__EXERCISE REQUIREMENTS__
From the top of the records below down to the line containing "pub const GITHUB_API_BASE: &str", reproduce every line exactly.

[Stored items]

________________________

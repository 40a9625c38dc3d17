// GitHub API client.
// Builds authenticated GitHub requests and routes them through the shared cache store.

use std::rc::Rc;

use serde_json::Value;

use crate::cache::CacheStore;
use crate::error::{MineError, Result};
use crate::fetch::Request;

use super::types::RepoRef;

pub const GITHUB_API_BASE: &str = "https://api.github.com";
const GITHUB_ACCEPT: &str = "application/vnd.github.v3+json";

/// GitHub API facade over a cache store.
pub struct GitHubClient {
    store: Rc<CacheStore>,
    api_url: String,
    token: Option<String>,
    default_repo: Option<RepoRef>,
}

impl GitHubClient {
    /// Create a client against the public API. `token` may be `None` for anonymous access.
    pub fn new(store: Rc<CacheStore>, token: Option<String>) -> Self {
        Self {
            store,
            api_url: GITHUB_API_BASE.to_string(),
            token,
            default_repo: None,
        }
    }

    /// Create a client from GITHUB_TOKEN and the optional GITHUB_API_URL.
    pub fn from_env(store: Rc<CacheStore>) -> Result<Self> {
        let token =
            std::env::var("GITHUB_TOKEN").map_err(|_| MineError::MissingConfig("GITHUB_TOKEN"))?;
        let client = Self::new(store, Some(token));
        Ok(match std::env::var("GITHUB_API_URL") {
            Ok(url) => client.with_api_url(url),
            Err(_) => client,
        })
    }

    /// Use a different API base URL (e.g. a GitHub Enterprise host).
    pub fn with_api_url(mut self, api_url: impl Into<String>) -> Self {
        self.api_url = api_url.into();
        self
    }

    /// Set the repository used when an endpoint is called without an override.
    pub fn with_repo(mut self, repo: RepoRef) -> Self {
        self.default_repo = Some(repo);
        self
    }

    pub fn api_url(&self) -> &str {
        &self.api_url
    }

    pub fn default_repo(&self) -> Option<&RepoRef> {
        self.default_repo.as_ref()
    }

    /// Owner and repo for one call. Each part falls back to the configured default on its own.
    pub(super) fn resolve(&self, owner: Option<&str>, repo: Option<&str>) -> Result<RepoRef> {
        let default = self.default_repo.as_ref();
        let owner = owner.or(default.map(|d| d.owner.as_str()));
        let repo = repo.or(default.map(|d| d.repo.as_str()));

        match (owner, repo) {
            (Some(owner), Some(repo)) => Ok(RepoRef::new(owner, repo)),
            _ => Err(MineError::MissingRepository),
        }
    }

    /// Build the request for an endpoint path such as `/rate_limit`.
    pub fn request(&self, endpoint: &str) -> Request {
        let url = format!("{}{}", self.api_url, endpoint);
        let request = Request::new(url).header("accept", GITHUB_ACCEPT);
        match &self.token {
            Some(token) => request.header("authorization", format!("token {}", token)),
            None => request,
        }
    }

    /// GET an endpoint, through the cache unless `force` is set.
    pub fn get(&self, endpoint: &str, force: bool) -> Result<Value> {
        self.store.get(&self.request(endpoint), force)
    }
}

#[cfg(test)]
mod tests {
    use super::*;
    use crate::fetch::Fetch;

    struct NoFetch;

    impl Fetch for NoFetch {
        fn fetch(&self, _request: &Request) -> Result<Value> {
            Ok(Value::Null)
        }
    }

    fn client(token: Option<&str>) -> GitHubClient {
        let store = CacheStore::with_fetcher(None, NoFetch).unwrap();
        GitHubClient::new(Rc::new(store), token.map(str::to_string))
    }

    #[test]
    fn test_request_headers_with_token() {
        let request = client(Some("s3cret")).request("/rate_limit");

        assert_eq!(request.url, "https://api.github.com/rate_limit");
        assert_eq!(request.headers["accept"], "application/vnd.github.v3+json");
        assert_eq!(request.headers["authorization"], "token s3cret");
    }

    #[test]
    fn test_request_without_token_is_anonymous() {
        let request = client(None).request("/rate_limit");
        assert!(!request.headers.contains_key("authorization"));
    }

    #[test]
    fn test_custom_api_url() {
        let gh = client(None).with_api_url("https://ghe.example.com/api/v3");
        assert_eq!(gh.request("/x").url, "https://ghe.example.com/api/v3/x");
    }

    #[test]
    fn test_resolve_falls_back_per_part() {
        let gh = client(None).with_repo(RepoRef::new("apache", "kafka"));

        let default = gh.resolve(None, None).unwrap();
        assert_eq!(default.to_string(), "apache/kafka");
        let owner_only = gh.resolve(Some("confluentinc"), None).unwrap();
        assert_eq!(owner_only.to_string(), "confluentinc/kafka");
        let repo_only = gh.resolve(None, Some("zookeeper")).unwrap();
        assert_eq!(repo_only.to_string(), "apache/zookeeper");
        let both = gh.resolve(Some("octo"), Some("hello")).unwrap();
        assert_eq!(both.to_string(), "octo/hello");
    }

    #[test]
    fn test_resolve_without_default() {
        let gh = client(None);

        let both = gh.resolve(Some("octo"), Some("hello")).unwrap();
        assert_eq!(both.to_string(), "octo/hello");
        let err = gh.resolve(None, None).unwrap_err();
        assert!(matches!(err, MineError::MissingRepository));
        let err = gh.resolve(Some("octo"), None).unwrap_err();
        assert!(matches!(err, MineError::MissingRepository));
    }
}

________________________

__WRITTEN RESPONSE__
repository 40a9625c38dc3d17
// GitHub API client.
// Builds authenticated GitHub requests and routes them through the shared cache store.

use std::rc::Rc;

use serde_json::Value;

use crate::cache::CacheStore;
use crate::error::{MineError, Result};
use crate::fetch::Request;

use super::types::RepoRef;

pub const GITHUB_API_BASE: &str = "https://api.github.com";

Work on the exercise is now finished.